### EXERCISE DIRECTIONS
Pick each line that has "output" out of the records.

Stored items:
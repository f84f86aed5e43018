//! crates/mm_pipeline/src/validate.rs
//! Defensive snapshot validation before any computation.
//! Deterministic output: issues are sorted by (code, location, message).
//!
//! Errors abort the comparison with `InvalidSnapshot`; warnings are logged and
//! the affected data degrades on its own (e.g. a bad matchup value falls to
//! the baseline estimate).

use std::collections::BTreeSet;
use std::fmt;

use mm_core::determinism::is_canonical_order;
use mm_core::entities::MetaSnapshot;
use mm_core::ids::ArchetypeName;
use mm_core::variables::Params;

use crate::PipelineError;

/// Issue severity.
#[derive(Clone, Copy, Debug, PartialEq, Eq, PartialOrd, Ord)]
pub enum Severity {
    Error,
    Warning,
}

/// Where the issue occurred.
#[derive(Clone, Debug, PartialEq, Eq, PartialOrd, Ord)]
pub enum EntityRef {
    Root,
    Deck(ArchetypeName),
    Matchup(ArchetypeName, ArchetypeName),
}

impl fmt::Display for EntityRef {
    fn fmt(&self, f: &mut fmt::Formatter<'_>) -> fmt::Result {
        match self {
            EntityRef::Root => f.write_str("snapshot"),
            EntityRef::Deck(a) => write!(f, "deck '{a}'"),
            EntityRef::Matchup(a, b) => write!(f, "matchup '{a}' vs '{b}'"),
        }
    }
}

/// One validation finding.
#[derive(Clone, Debug, PartialEq)]
pub struct ValidationIssue {
    pub severity: Severity,
    pub code: &'static str,
    pub message: String,
    pub where_: EntityRef,
}

/// pass = no Error.
#[derive(Clone, Debug, Default, PartialEq)]
pub struct ValidationReport {
    pub pass: bool,
    pub issues: Vec<ValidationIssue>,
}

impl ValidationReport {
    pub fn errors(&self) -> impl Iterator<Item = &ValidationIssue> {
        self.issues.iter().filter(|i| i.severity == Severity::Error)
    }

    pub fn warnings(&self) -> impl Iterator<Item = &ValidationIssue> {
        self.issues.iter().filter(|i| i.severity == Severity::Warning)
    }

    /// First error (in report order) as `InvalidSnapshot`.
    pub fn into_result(self) -> Result<(), PipelineError> {
        match self.issues.into_iter().find(|i| i.severity == Severity::Error) {
            None => Ok(()),
            Some(i) => Err(PipelineError::InvalidSnapshot {
                code: i.code.to_string(),
                message: format!("{}: {}", i.where_, i.message),
            }),
        }
    }
}

/// Top-level entry point.
pub fn validate_snapshot(snap: &MetaSnapshot, params: &Params) -> ValidationReport {
    let mut issues: Vec<ValidationIssue> = Vec::new();

    issues.extend(check_unique_archetypes(snap));
    issues.extend(check_deck_fields(snap));
    issues.extend(check_matchup_tables(snap));
    issues.extend(check_share_sum(snap, params.share_tolerance));

    if !is_canonical_order(&snap.decks) {
        issues.push(warning(
            "Snapshot.OutOfOrder",
            "decks are not in (rank, meta_share desc, archetype) order".into(),
            EntityRef::Root,
        ));
    }

    sort_issues_stably(&mut issues);

    ValidationReport {
        pass: !issues.iter().any(|i| i.severity == Severity::Error),
        issues,
    }
}

// ------------------------------------------------------------------------------------------------
// Checks
// ------------------------------------------------------------------------------------------------

fn check_unique_archetypes(snap: &MetaSnapshot) -> Vec<ValidationIssue> {
    let mut seen = BTreeSet::new();
    let mut issues = Vec::new();
    for d in &snap.decks {
        if !seen.insert(&d.archetype) {
            issues.push(error(
                "Snapshot.DuplicateArchetype",
                "archetype listed more than once".into(),
                EntityRef::Deck(d.archetype.clone()),
            ));
        }
    }
    issues
}

fn check_deck_fields(snap: &MetaSnapshot) -> Vec<ValidationIssue> {
    let mut issues = Vec::new();
    for d in &snap.decks {
        let at = || EntityRef::Deck(d.archetype.clone());
        if !is_probability(d.meta_share) {
            issues.push(error(
                "MetaDeck.ShareOutOfRange",
                format!("meta_share {} outside [0,1]", d.meta_share),
                at(),
            ));
        }
        if d.rank == 0 {
            issues.push(error("MetaDeck.RankZero", "rank must be ≥ 1".into(), at()));
        }
        for (field, value) in [("play_rate", d.play_rate), ("win_rate", d.win_rate)] {
            if let Some(v) = value.filter(|v| !is_probability(*v)) {
                issues.push(warning(
                    "MetaDeck.RateOutOfRange",
                    format!("{field} {v} outside [0,1]"),
                    at(),
                ));
            }
        }
    }
    issues
}

fn check_matchup_tables(snap: &MetaSnapshot) -> Vec<ValidationIssue> {
    let known: BTreeSet<&ArchetypeName> = snap.decks.iter().map(|d| &d.archetype).collect();
    let mut issues = Vec::new();
    for d in &snap.decks {
        for (opp, rate) in &d.matchups {
            let at = || EntityRef::Matchup(d.archetype.clone(), opp.clone());
            if opp == &d.archetype {
                issues.push(error(
                    "MetaDeck.SelfMatchup",
                    "matchup table lists the archetype itself".into(),
                    at(),
                ));
                continue;
            }
            if !known.contains(opp) {
                issues.push(warning(
                    "MetaDeck.UnknownMatchupKey",
                    "opponent is not an archetype of this snapshot".into(),
                    at(),
                ));
            }
            if !is_probability(*rate) {
                issues.push(warning(
                    "MetaDeck.MatchupOutOfRange",
                    format!("win rate {rate} outside [0,1]; ignored in favour of the other table, else baseline"),
                    at(),
                ));
            }
        }
    }
    issues
}

fn check_share_sum(snap: &MetaSnapshot, tolerance: f64) -> Vec<ValidationIssue> {
    // Only meaningful once every share is itself well-formed.
    if !snap.decks.iter().all(|d| is_probability(d.meta_share)) {
        return Vec::new();
    }
    let sum = snap.share_sum();
    if sum > 1.0 + tolerance {
        vec![error(
            "Snapshot.ShareSumExceeded",
            format!("meta_share sum {sum:.4} exceeds 1 + {tolerance}"),
            EntityRef::Root,
        )]
    } else {
        Vec::new()
    }
}

// ------------------------------------------------------------------------------------------------
// Helpers
// ------------------------------------------------------------------------------------------------

#[inline]
fn is_probability(x: f64) -> bool {
    x.is_finite() && (0.0..=1.0).contains(&x)
}

fn error(code: &'static str, message: String, where_: EntityRef) -> ValidationIssue {
    ValidationIssue { severity: Severity::Error, code, message, where_ }
}

fn warning(code: &'static str, message: String, where_: EntityRef) -> ValidationIssue {
    ValidationIssue { severity: Severity::Warning, code, message, where_ }
}

/// Deterministic sort of issues (by code, then where, then message).
fn sort_issues_stably(issues: &mut [ValidationIssue]) {
    issues.sort_by(|a, b| {
        a.code
            .cmp(b.code)
            .then_with(|| a.where_.cmp(&b.where_))
            .then_with(|| a.message.cmp(&b.message))
    });
}

#[cfg(test)]
mod tests {
    use super::*;
    use mm_core::entities::MetaDeck;

    fn deck(name: &str, rank: u32, share: f64, matchups: &[(&str, f64)]) -> MetaDeck {
        MetaDeck {
            archetype: name.parse().unwrap(),
            rank,
            meta_share: share,
            play_rate: None,
            win_rate: None,
            matchups: matchups.iter().map(|(k, v)| (k.parse().unwrap(), *v)).collect(),
            core_cards: Default::default(),
        }
    }

    fn snap(decks: Vec<MetaDeck>) -> MetaSnapshot {
        MetaSnapshot {
            id: "s".parse().unwrap(),
            captured_on: chrono::NaiveDate::from_ymd_opt(2026, 10, 1).unwrap(),
            source: None,
            total_players: 100,
            decks,
            cards: Default::default(),
        }
    }

    fn codes(r: &ValidationReport) -> Vec<&'static str> {
        r.issues.iter().map(|i| i.code).collect()
    }

    #[test]
    fn clean_snapshot_passes() {
        let r = validate_snapshot(
            &snap(vec![deck("A", 1, 0.6, &[("B", 0.6)]), deck("B", 2, 0.4, &[("A", 0.4)])]),
            &Params::default(),
        );
        assert!(r.pass);
        assert!(r.issues.is_empty());
    }

    #[test]
    fn structural_errors_are_reported() {
        let r = validate_snapshot(
            &snap(vec![
                deck("B", 0, 1.5, &[]),
                deck("A", 1, 0.3, &[("A", 0.5)]),
                deck("A", 1, 0.2, &[]),
            ]),
            &Params::default(),
        );
        assert!(!r.pass);
        assert_eq!(
            codes(&r),
            [
                "MetaDeck.RankZero",
                "MetaDeck.SelfMatchup",
                "MetaDeck.ShareOutOfRange",
                "Snapshot.DuplicateArchetype",
            ]
        );
        match r.into_result() {
            Err(PipelineError::InvalidSnapshot { code, .. }) => assert_eq!(code, "MetaDeck.RankZero"),
            other => panic!("expected InvalidSnapshot, got {other:?}"),
        }
    }

    #[test]
    fn share_sum_respects_tolerance() {
        let within = snap(vec![deck("A", 1, 0.61, &[]), deck("B", 2, 0.40, &[])]);
        assert!(validate_snapshot(&within, &Params::default()).pass);

        let over = snap(vec![deck("A", 1, 0.7, &[]), deck("B", 2, 0.4, &[])]);
        let r = validate_snapshot(&over, &Params::default());
        assert_eq!(codes(&r), ["Snapshot.ShareSumExceeded"]);
    }

    #[test]
    fn soft_problems_are_warnings() {
        let mut a = deck("A", 2, 0.3, &[("B", 1.2), ("Ghost", 0.5)]);
        a.win_rate = Some(-0.1);
        let r = validate_snapshot(&snap(vec![a, deck("B", 1, 0.3, &[])]), &Params::default());
        assert!(r.pass);
        assert_eq!(
            codes(&r),
            [
                "MetaDeck.MatchupOutOfRange",
                "MetaDeck.RateOutOfRange",
                "MetaDeck.UnknownMatchupKey",
                "Snapshot.OutOfOrder",
            ]
        );
        assert_eq!(r.warnings().count(), 4);
        assert_eq!(r.errors().count(), 0);
    }
}
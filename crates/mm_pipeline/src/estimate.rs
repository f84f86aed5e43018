//! crates/mm_pipeline/src/estimate.rs
//! ESTIMATE stage: fan out over opponents on a bounded rayon pool.
//!
//! Each opponent is independent and reads the snapshot immutably. Results are
//! collected in opponent order, so scheduling never changes the output. A
//! strategy failure for one opponent degrades that opponent to the baseline.

use log::{debug, warn};
use rayon::prelude::*;

use mm_algo::{baseline, estimate, EstimateInput, Resolution, Scored};
use mm_core::entities::{CandidateDeck, MatchupEstimate, MetaDeck, MetaSnapshot};

/// Borrowed context shared by every estimator invocation.
#[derive(Clone, Copy)]
pub struct EstimateCtx<'a> {
    pub snapshot: &'a MetaSnapshot,
    pub candidate: &'a CandidateDeck,
    pub resolution: &'a Resolution,
}

impl<'a> EstimateCtx<'a> {
    fn input(&self, opponent: &'a MetaDeck) -> EstimateInput<'a> {
        let label = self.resolution.label.as_ref();
        EstimateInput {
            self_label: label,
            self_table: label.and_then(|l| self.snapshot.deck(l)).map(|d| &d.matchups),
            self_cards: &self.candidate.cards,
            opponent,
            catalog: &self.snapshot.cards,
        }
    }

    fn estimate_one(&self, opponent: &'a MetaDeck) -> MatchupEstimate {
        match estimate(&self.input(opponent)) {
            Ok(e) => e,
            Err(err) => {
                warn!("{err}; using baseline estimate");
                baseline(opponent)
            }
        }
    }
}

/// Estimate the candidate against every opponent with at most `max_workers`
/// threads.
pub fn estimate_all<'a>(
    ctx: EstimateCtx<'a>,
    opponents: &[&'a MetaDeck],
    max_workers: usize,
) -> Vec<Scored<'a>> {
    let workers = opponents.len().min(max_workers.max(1));
    if workers <= 1 {
        return estimate_sequential(ctx, opponents);
    }

    match rayon::ThreadPoolBuilder::new()
        .num_threads(workers)
        .thread_name(|i| format!("mm-estimate-{i}"))
        .build()
    {
        Ok(pool) => {
            debug!("estimating {} opponents on {workers} threads", opponents.len());
            pool.install(|| {
                opponents
                    .par_iter()
                    .map(|opp| (*opp, ctx.estimate_one(*opp)))
                    .collect()
            })
        }
        Err(e) => {
            warn!("estimator thread pool unavailable ({e}); running sequentially");
            estimate_sequential(ctx, opponents)
        }
    }
}

fn estimate_sequential<'a>(ctx: EstimateCtx<'a>, opponents: &[&'a MetaDeck]) -> Vec<Scored<'a>> {
    opponents.iter().map(|opp| (*opp, ctx.estimate_one(*opp))).collect()
}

### EXERCISE SOLUTION
//! Deterministic output: issues are sorted by (code, location, message).
//! collected in opponent order, so scheduling never changes the output. A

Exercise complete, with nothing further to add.